Figure 8. Cardiac and vascular K_ATP channels are activated by 11,12-EET through different mechanisms.

A, recordings of whole-cell K_ATP currents (after subtraction of glyburide-insensitive K⁺ currents) from rat ventricular myocytes. Extracellularly applied 11,12-EET (5 μm) produced small enhancement of K_ATP currents after 10 min of exposure (left panel), while intracellularly applied 11,12-EET resulted in a much greater stimulation of current activities (right panel). Cardiac K_ATP currents were recorded in the presence of 140 mm intracellular K⁺ and 4.5 mm extracellular K⁺. B, vascular K_ATP currents recorded from rat mesentery arterial smooth muscle cells. Extracellularly applied 11,12-EET (5 μm) produced significant K_ATP current activation (left panel), while intracellularly applied 11,12-EET had no effect (right panel). Vascular K_ATP currents were recorded in the presence of symmetrical K⁺ concentration at 140 mm.

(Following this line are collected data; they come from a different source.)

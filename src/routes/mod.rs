use axum::Router;

use crate::state::SharedState;

pub mod docs;
pub mod health;
pub mod participant;
pub mod session;
pub mod sse;
pub mod view;

/// Compose all route trees, wiring in shared state and documentation routes.
pub fn router(state: SharedState) -> Router<()> {
    health::router()
        .merge(participant::router())
        .merge(session::router())
        .merge(view::router())
        .merge(sse::router())
        .merge(docs::router())
        .with_state(state)
}
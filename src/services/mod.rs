/// OpenAPI documentation generation.
pub mod documentation;
/// Health check service.
pub mod health_service;
/// Participant commands: name, preview and submit.
pub mod participant_service;
/// Shared session commands: reveal and reset.
pub mod session_service;
/// Server-Sent Events message generation.
pub mod sse_events;
/// Server-Sent Events broadcasting service.
pub mod sse_service;
/// Subscription, bulk fetch and resynchronisation against the session store.
pub mod sync_service;
/// Projection of the client session into a render-ready view.
pub mod view_service;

I–V relationships of cardiac (C) (n = 6 for all groups) and vascular K_ATP channels (D) (n = 4 for intracellularly applied 11,12-EET and n = 8 for extracellularly applied 11,12-EET), showing the effects of 5 μm 11,12-EET applied intracellularly or extracellularly. ^*P < 0.05, intracellularly applied 11,12-EET versus baseline. †P < 0.05, extracellularly applied 11,12-EET versus baseline. ‡P < 0.05, intracellularly applied versus extracellularly applied 11,12-EET.